Celem gry jest pozbycie się wszystkich posiadanych kart. W czasie rozrywki tworzą się dwie kupki, kart odkrytych oraz zakrytych. Zwycięzcą zostaje osoba, której jako pierwszej uda się pozbyć obu kupek. Cel osiągnąć można tylko dzięki niezwykłej spostrzegawczości połączonej z refleksem.
Zanim zasiądziemy do rozgrywki należy każdemu z graczy rozdać taką samą ilość kart. Każdy z graczy ma przed sobą stos kart zakrytych. Na środku, w dostępnym dla każdego miejscu należy ustawić totem.

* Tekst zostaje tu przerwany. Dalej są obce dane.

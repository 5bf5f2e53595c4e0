//! Parsing boundary that turns raw scrape payloads into canonical scheme
//! records. All type checking of the untrusted upstream JSON happens here.

use serde_json::Value;

use shared::dto::{SchemeCategory, SchemeRecord, SortOrder};

const UNTITLED: &str = "Untitled Scheme";
const NO_DESCRIPTION: &str = "No description available";
const NO_DEADLINE: &str = "Ongoing";
const NO_LINK: &str = "#";

/// Extracts the usable records from a raw scrape payload. Missing or
/// non-string fields fall back to their documented defaults; a record whose
/// title resolves to the sentinel is not a real record and is dropped.
pub fn normalize_schemes(
    payload: &Value,
    query_category: &str,
    site_origin: &str,
) -> Vec<SchemeRecord> {
    let Some(items) = payload.get("data").and_then(Value::as_array) else {
        return Vec::new();
    };

    items
        .iter()
        .filter_map(|item| {
            let title = string_field(item, "title").unwrap_or_else(|| UNTITLED.to_string());
            if title == UNTITLED {
                return None;
            }
            let seed =
                string_field(item, "category").unwrap_or_else(|| query_category.to_string());
            Some(SchemeRecord {
                title,
                description: string_field(item, "description")
                    .unwrap_or_else(|| NO_DESCRIPTION.to_string()),
                category: classify(&seed),
                deadline: string_field(item, "deadline")
                    .unwrap_or_else(|| NO_DEADLINE.to_string()),
                link: absolutize_link(string_field(item, "link"), site_origin),
            })
        })
        .collect()
}

/// Maps noisy category text onto the closed scheme category set by
/// case-insensitive substring match; the first keyword group that matches
/// wins.
pub fn classify(raw: &str) -> SchemeCategory {
    let text = raw.to_lowercase();
    let matches_any = |keywords: &[&str]| keywords.iter().any(|k| text.contains(k));

    if matches_any(&["agriculture", "farming", "rural"]) {
        SchemeCategory::Agriculture
    } else if matches_any(&["health", "medical", "wellness"]) {
        SchemeCategory::Healthcare
    } else if matches_any(&["education", "skill", "student"]) {
        SchemeCategory::Education
    } else {
        SchemeCategory::Other
    }
}

/// Orders records according to the caller's preference. Relevance keeps the
/// upstream order; latest reverses it; deadline sorts the deadline strings
/// lexicographically (stable for ties).
pub fn sort_schemes(mut records: Vec<SchemeRecord>, order: SortOrder) -> Vec<SchemeRecord> {
    match order {
        SortOrder::Relevance => {}
        SortOrder::Latest => records.reverse(),
        SortOrder::Deadline => records.sort_by(|a, b| a.deadline.cmp(&b.deadline)),
    }
    records
}

// Non-string values are treated as absent so upstream type drift never
// reaches the caller.
fn string_field(item: &Value, key: &str) -> Option<String> {
    item.get(key)
        .and_then(Value::as_str)
        .map(str::to_string)
        .filter(|s| !s.is_empty())
}

fn absolutize_link(link: Option<String>, origin: &str) -> String {
    let Some(link) = link else {
        return NO_LINK.to_string();
    };
    if link.starts_with("http") {
        link
    } else if link.starts_with('/') {
        format!("{origin}{link}")
    } else {
        format!("{origin}/{link}")
    }
}

#[cfg(test)]
mod tests {
    use super::*;
    use serde_json::json;

    const ORIGIN: &str = "https://www.myscheme.gov.in";

    #[test]
    fn untitled_records_are_dropped() {
        let payload = json!({
            "success": true,
            "data": [
                { "description": "no title at all" },
                { "title": null, "description": "null title" },
                { "title": "Untitled Scheme", "description": "sentinel title" },
                { "title": "Soil Health Card", "category": "agriculture" }
            ]
        });
        let records = normalize_schemes(&payload, "all", ORIGIN);
        assert_eq!(records.len(), 1);
        assert_eq!(records[0].title, "Soil Health Card");
    }

    #[test]
    fn missing_fields_get_documented_defaults() {
        let payload = json!({
            "success": true,
            "data": [{ "title": "Kisan Credit Card" }]
        });
        let records = normalize_schemes(&payload, "all", ORIGIN);
        assert_eq!(records[0].description, "No description available");
        assert_eq!(records[0].deadline, "Ongoing");
        assert_eq!(records[0].link, "#");
        assert_eq!(records[0].category, SchemeCategory::Other);
    }

    #[test]
    fn non_string_fields_are_treated_as_absent() {
        let payload = json!({
            "success": true,
            "data": [{
                "title": "Fasal Bima",
                "description": 42,
                "deadline": { "date": "2024-03-01" },
                "link": false,
                "category": ["agriculture"]
            }]
        });
        let records = normalize_schemes(&payload, "healthcare", ORIGIN);
        assert_eq!(records[0].description, "No description available");
        assert_eq!(records[0].deadline, "Ongoing");
        assert_eq!(records[0].link, "#");
        // category seed falls back to the query's own category
        assert_eq!(records[0].category, SchemeCategory::Healthcare);
    }

    #[test]
    fn relative_links_are_rewritten_absolute() {
        let payload = json!({
            "success": true,
            "data": [
                { "title": "PM-KISAN", "link": "/schemes/pm-kisan" },
                { "title": "PMFBY", "link": "schemes/pmfby" },
                { "title": "SHC", "link": "https://www.myscheme.gov.in/schemes/shc" }
            ]
        });
        let records = normalize_schemes(&payload, "all", ORIGIN);
        assert_eq!(records[0].link, "https://www.myscheme.gov.in/schemes/pm-kisan");
        assert_eq!(records[1].link, "https://www.myscheme.gov.in/schemes/pmfby");
        assert_eq!(records[2].link, "https://www.myscheme.gov.in/schemes/shc");
    }

    #[test]
    fn classifier_precedence_and_fallthrough() {
        assert_eq!(classify("Agriculture and Allied"), SchemeCategory::Agriculture);
        assert_eq!(classify("organic FARMING support"), SchemeCategory::Agriculture);
        assert_eq!(classify("Rural wellness mission"), SchemeCategory::Agriculture);
        assert_eq!(classify("Health and Wellness"), SchemeCategory::Healthcare);
        assert_eq!(classify("medical aid"), SchemeCategory::Healthcare);
        assert_eq!(classify("Skill Development"), SchemeCategory::Education);
        assert_eq!(classify("student grants"), SchemeCategory::Education);
        assert_eq!(classify("housing"), SchemeCategory::Other);
        assert_eq!(classify("all"), SchemeCategory::Other);
    }

    #[test]
    fn deadline_sort_is_lexicographic_and_idempotent() {
        let records = vec![
            scheme_with_deadline("a", "2024-03-01"),
            scheme_with_deadline("b", "Ongoing"),
            scheme_with_deadline("c", "2023-01-01"),
        ];
        let sorted = sort_schemes(records, SortOrder::Deadline);
        let deadlines: Vec<_> = sorted.iter().map(|r| r.deadline.as_str()).collect();
        assert_eq!(deadlines, ["2023-01-01", "2024-03-01", "Ongoing"]);

        let resorted = sort_schemes(sorted.clone(), SortOrder::Deadline);
        let again: Vec<_> = resorted.iter().map(|r| r.title.as_str()).collect();
        let before: Vec<_> = sorted.iter().map(|r| r.title.as_str()).collect();
        assert_eq!(again, before);
    }

    #[test]
    fn latest_sort_reverses_and_double_reversal_restores() {
        let records = vec![
            scheme_with_deadline("first", "Ongoing"),
            scheme_with_deadline("second", "Ongoing"),
            scheme_with_deadline("third", "Ongoing"),
        ];
        let reversed = sort_schemes(records.clone(), SortOrder::Latest);
        let titles: Vec<_> = reversed.iter().map(|r| r.title.as_str()).collect();
        assert_eq!(titles, ["third", "second", "first"]);

        let restored = sort_schemes(reversed, SortOrder::Latest);
        let titles: Vec<_> = restored.iter().map(|r| r.title.as_str()).collect();
        assert_eq!(titles, ["first", "second", "third"]);
    }

    #[test]
    fn relevance_sort_preserves_upstream_order() {
        let records = vec![
            scheme_with_deadline("z", "2025-01-01"),
            scheme_with_deadline("a", "2020-01-01"),
        ];
        let kept = sort_schemes(records, SortOrder::Relevance);
        assert_eq!(kept[0].title, "z");
        assert_eq!(kept[1].title, "a");
    }

    fn scheme_with_deadline(title: &str, deadline: &str) -> SchemeRecord {
        SchemeRecord {
            title: title.into(),
            description: "No description available".into(),
            category: SchemeCategory::Other,
            deadline: deadline.into(),
            link: "#".into(),
        }
    }
}
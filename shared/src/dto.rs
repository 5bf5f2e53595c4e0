use serde::{Deserialize, Serialize};
use strum_macros::{Display, EnumString};

/// Canonical scheme record returned to callers. Every field is populated;
/// the normalizer substitutes documented defaults for anything the upstream
/// source omits.
#[derive(Debug, Clone, Serialize, Deserialize)]
pub struct SchemeRecord {
    pub title: String,
    pub description: String,
    pub category: SchemeCategory,
    pub deadline: String,
    pub link: String,
}

/// Canonical news record. `category` carries the originating query's label
/// verbatim; news items are not reclassified from content.
#[derive(Debug, Clone, Serialize, Deserialize)]
pub struct NewsRecord {
    pub title: String,
    pub summary: String,
    pub date: String,
    pub source: String,
    pub category: String,
    pub link: String,
}

impl NewsRecord {
    /// A record is external when its link is a full URL; anything else is
    /// treated as an internal route by the display layer.
    pub fn is_external(&self) -> bool {
        self.link.starts_with("http://") || self.link.starts_with("https://")
    }
}

/// Closed category set for schemes. Raw upstream category text never passes
/// through; the classifier resolves one of these.
#[derive(Debug, Clone, Copy, PartialEq, Eq, Serialize, Deserialize, Display, EnumString)]
pub enum SchemeCategory {
    Agriculture,
    Healthcare,
    Education,
    Other,
}

#[derive(
    Debug, Clone, Copy, PartialEq, Eq, Default, Serialize, Deserialize, Display, EnumString,
)]
#[serde(rename_all = "lowercase")]
#[strum(serialize_all = "lowercase")]
pub enum SortOrder {
    #[default]
    Relevance,
    Latest,
    Deadline,
}

/// Supported display languages. Unrecognized codes fall back to English,
/// which maps to the `en-US` upstream locale.
#[derive(
    Debug, Clone, Copy, PartialEq, Eq, Default, Serialize, Deserialize, Display, EnumString,
)]
#[serde(rename_all = "lowercase")]
#[strum(serialize_all = "lowercase")]
pub enum Language {
    #[default]
    En,
    Hi,
    Mr,
}

impl Language {
    pub fn locale(self) -> &'static str {
        match self {
            Language::En => "en-US",
            Language::Hi => "hi-IN",
            Language::Mr => "mr-IN",
        }
    }

    /// Parses a caller-supplied language code, defaulting to English for
    /// anything outside the supported set.
    pub fn parse_or_default(code: &str) -> Self {
        code.parse().unwrap_or_default()
    }
}

/// Optional location details read from the caller's profile, used to bias
/// upstream news queries. Never persisted by the core.
#[derive(Debug, Clone, Default, Deserialize)]
pub struct LocationContext {
    pub village: Option<String>,
    pub district: Option<String>,
    pub state: Option<String>,
}

impl LocationContext {
    /// Joins the populated parts as `village, district, state`. An all-empty
    /// context yields an empty string and is omitted from upstream queries.
    pub fn display_string(&self) -> String {
        [&self.village, &self.district, &self.state]
            .into_iter()
            .filter_map(|part| part.as_deref())
            .map(str::trim)
            .filter(|part| !part.is_empty())
            .collect::<Vec<_>>()
            .join(", ")
    }
}
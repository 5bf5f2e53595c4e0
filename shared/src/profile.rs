//! Client for the external profile store. Location is an optimization, not
//! a requirement: every failure here degrades to an empty context.

use std::time::Duration;

use anyhow::{Context, Result};
use reqwest::Client;
use serde::Deserialize;
use tracing::warn;

use crate::dto::LocationContext;
use crate::error::AppError;

#[derive(Clone)]
pub struct ProfileClient {
    http: Client,
    base_url: String,
    service_key: String,
}

#[derive(Debug, Default, Deserialize)]
struct ProfileRow {
    #[serde(default)]
    village: Option<String>,
    #[serde(default)]
    district: Option<String>,
    #[serde(default)]
    state: Option<String>,
}

impl ProfileClient {
    pub fn new(base_url: String, service_key: String, timeout: Duration) -> Result<Self> {
        let http = Client::builder()
            .timeout(timeout)
            .build()
            .context("building profile client")?;
        Ok(Self {
            http,
            base_url,
            service_key,
        })
    }

    /// Resolves the caller's location context. Lookup failures are logged
    /// and resolve to an empty context so the pipeline proceeds without
    /// location bias.
    pub async fn location_for(&self, caller_id: &str) -> LocationContext {
        match self.fetch(caller_id).await {
            Ok(ctx) => ctx,
            Err(err) => {
                warn!(%caller_id, error = %err, "continuing without location bias");
                LocationContext::default()
            }
        }
    }

    async fn fetch(&self, caller_id: &str) -> Result<LocationContext, AppError> {
        let url = format!("{}/rest/v1/profiles", self.base_url);
        let rows: Vec<ProfileRow> = self
            .http
            .get(url)
            .query(&[
                ("id", format!("eq.{caller_id}")),
                ("select", "village,district,state".to_string()),
            ])
            .header("apikey", &self.service_key)
            .bearer_auth(&self.service_key)
            .send()
            .await
            .map_err(|err| AppError::LocationLookupFailed(err.to_string()))?
            .error_for_status()
            .map_err(|err| AppError::LocationLookupFailed(err.to_string()))?
            .json()
            .await
            .map_err(|err| AppError::LocationLookupFailed(err.to_string()))?;

        let row = rows.into_iter().next().unwrap_or_default();
        Ok(LocationContext {
            village: row.village,
            district: row.district,
            state: row.state,
        })
    }
}
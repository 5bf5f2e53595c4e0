//! Client for the external identity provider.

use std::time::Duration;

use anyhow::{Context, Result};
use reqwest::{Client, StatusCode};
use serde::Deserialize;

use crate::error::AppError;

#[derive(Clone)]
pub struct IdentityClient {
    http: Client,
    base_url: String,
    service_key: String,
}

#[derive(Debug, Deserialize)]
struct UserResponse {
    id: String,
}

impl IdentityClient {
    pub fn new(base_url: String, service_key: String, timeout: Duration) -> Result<Self> {
        let http = Client::builder()
            .timeout(timeout)
            .build()
            .context("building identity client")?;
        Ok(Self {
            http,
            base_url,
            service_key,
        })
    }

    /// Verifies a bearer token against the provider and resolves the opaque
    /// caller id. A single attempt; any rejection is final.
    pub async fn verify(&self, token: &str) -> Result<String, AppError> {
        let url = format!("{}/auth/v1/user", self.base_url);
        let resp = self
            .http
            .get(url)
            .bearer_auth(token)
            .header("apikey", &self.service_key)
            .send()
            .await
            .map_err(|err| AppError::Internal(format!("identity provider unreachable: {err}")))?;

        if resp.status() != StatusCode::OK {
            return Err(AppError::AuthRejected(format!(
                "status {}",
                resp.status().as_u16()
            )));
        }

        let user: UserResponse = resp
            .json()
            .await
            .map_err(|err| AppError::AuthRejected(format!("malformed user payload: {err}")))?;
        Ok(user.id)
    }
}
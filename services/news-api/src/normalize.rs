//! Parsing boundary that turns raw news-search payloads into canonical
//! records. All type checking of the untrusted upstream JSON happens here.

use serde_json::Value;

use shared::dto::NewsRecord;

const UNTITLED: &str = "Untitled News";
const NO_SUMMARY: &str = "No details available";
const NO_DATE: &str = "Recent";
const NO_SOURCE: &str = "News Source";
const NO_LINK: &str = "#";

const SALVAGE_CAP: usize = 10;

/// Extracts news records from a raw search payload. Prefers the primary
/// news array; when that yields nothing, salvages well-formed entries from
/// the general organic results. Never fails; the result may be empty.
pub fn normalize_news(payload: &Value, category: &str) -> Vec<NewsRecord> {
    let records: Vec<NewsRecord> = array_field(payload, "news_results")
        .iter()
        .map(|item| news_record(item, category))
        .collect();
    if !records.is_empty() {
        return records;
    }
    salvage_organic(payload, category)
}

/// Best-effort extraction from the differently-shaped organic result list:
/// an entry qualifies when it has a title, a link, and at least one of
/// snippet or description.
fn salvage_organic(payload: &Value, category: &str) -> Vec<NewsRecord> {
    array_field(payload, "organic_results")
        .iter()
        .filter(|item| {
            string_field(item, "title").is_some()
                && string_field(item, "link").is_some()
                && (string_field(item, "snippet").is_some()
                    || string_field(item, "description").is_some())
        })
        .take(SALVAGE_CAP)
        .map(|item| news_record(item, category))
        .collect()
}

fn news_record(item: &Value, category: &str) -> NewsRecord {
    NewsRecord {
        title: string_field(item, "title").unwrap_or_else(|| UNTITLED.to_string()),
        summary: string_field(item, "snippet")
            .or_else(|| string_field(item, "description"))
            .unwrap_or_else(|| NO_SUMMARY.to_string()),
        date: string_field(item, "date").unwrap_or_else(|| NO_DATE.to_string()),
        source: string_field(item, "source").unwrap_or_else(|| NO_SOURCE.to_string()),
        // the originating query's label, never reclassified from content
        category: category.to_string(),
        link: string_field(item, "link").unwrap_or_else(|| NO_LINK.to_string()),
    }
}

fn array_field<'a>(payload: &'a Value, key: &str) -> &'a [Value] {
    payload
        .get(key)
        .and_then(Value::as_array)
        .map(Vec::as_slice)
        .unwrap_or(&[])
}

fn string_field(item: &Value, key: &str) -> Option<String> {
    item.get(key)
        .and_then(Value::as_str)
        .map(str::to_string)
        .filter(|s| !s.is_empty())
}

#[cfg(test)]
mod tests {
    use super::*;
    use serde_json::json;

    #[test]
    fn primary_results_map_with_defaults() {
        let payload = json!({
            "news_results": [
                {
                    "title": "Village road repaired",
                    "snippet": "Work completed ahead of the monsoon.",
                    "date": "2 hours ago",
                    "source": "District News",
                    "link": "https://news.example/road"
                },
                {}
            ]
        });
        let records = normalize_news(&payload, "local news");
        assert_eq!(records.len(), 2);
        assert_eq!(records[0].title, "Village road repaired");
        assert_eq!(records[0].category, "local news");

        assert_eq!(records[1].title, "Untitled News");
        assert_eq!(records[1].summary, "No details available");
        assert_eq!(records[1].date, "Recent");
        assert_eq!(records[1].source, "News Source");
        assert_eq!(records[1].link, "#");
        assert_eq!(records[1].category, "local news");
    }

    #[test]
    fn non_string_fields_fall_back_to_defaults() {
        let payload = json!({
            "news_results": [{
                "title": "Health camp announced",
                "snippet": 12,
                "date": { "relative": "Yesterday" },
                "source": ["Health Dept"],
                "link": null
            }]
        });
        let records = normalize_news(&payload, "healthcare");
        assert_eq!(records[0].summary, "No details available");
        assert_eq!(records[0].date, "Recent");
        assert_eq!(records[0].source, "News Source");
        assert_eq!(records[0].link, "#");
    }

    #[test]
    fn organic_salvage_requires_title_link_and_details() {
        let payload = json!({
            "news_results": [],
            "organic_results": [
                { "title": "Usable", "link": "https://a.example", "snippet": "ok" },
                { "title": "No link", "snippet": "dropped" },
                { "link": "https://b.example", "snippet": "no title" },
                { "title": "No details", "link": "https://c.example" },
                { "title": "Described", "link": "https://d.example", "description": "long form" }
            ]
        });
        let records = normalize_news(&payload, "education");
        assert_eq!(records.len(), 2);
        assert_eq!(records[0].title, "Usable");
        assert_eq!(records[1].summary, "long form");
    }

    #[test]
    fn organic_salvage_caps_at_ten() {
        let entries: Vec<_> = (0..15)
            .map(|i| {
                json!({
                    "title": format!("Item {i}"),
                    "link": format!("https://example.org/{i}"),
                    "snippet": "details"
                })
            })
            .collect();
        let payload = json!({ "organic_results": entries });
        let records = normalize_news(&payload, "agriculture");
        assert_eq!(records.len(), 10);
    }

    #[test]
    fn missing_arrays_yield_empty() {
        let records = normalize_news(&json!({ "search_metadata": {} }), "agriculture");
        assert!(records.is_empty());
        let records = normalize_news(&json!({ "news_results": "not-a-list" }), "agriculture");
        assert!(records.is_empty());
    }
}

Rozgrywka polega na jednoczesnym odsłanianiu kart przez wszystkich graczy (tworząc tym samym stosy kart odsłoniętych). W chwili gdy na stole pojawią się dwie karty o tym samym kształcie (kolor nie ma tu znaczenia) dochodzi do pojedynku pomiędzy właścicielami tych kart. Gracz, któremu jako pierwszemu uda się chwycić totem, jest zwycięzcą pojedynku. Osoba która przegrała, umieszcza swoje odkryte karty na spodzie stosu kart zakrytych, to samo robi z odsłoniętymi kartami przeciwnika, który wygrał pojedynek.
Zwycięzcą zostaje gracz, który jako pierwszy pozbędzie się wszystkich kart.
Jungle Speed to gra wyzwalająca ogrom pozytywnych emocji. Zasady są banalnie proste a zabawa przednia. U nas gra jest w ciągłym użyciu, wszyscy bardzo lubi wspólne chwile spędzona podczas kolejnych rozgrywek. Gra ma przepiękną grafikę i bardzo solidne pudełko, dzięki czemu będzie także idealnym pomysłem na prezent dla miłośnika gier bez prądu.
Polecamy serdecznie!!!
Grę znajdziecie TUTAJ
Razem z mężem uwielbiamy gry. Tej akurat nie mieliśmy jeszcze okazji testować, ale wiemy, że Rebel ma ciekawą ofertę :)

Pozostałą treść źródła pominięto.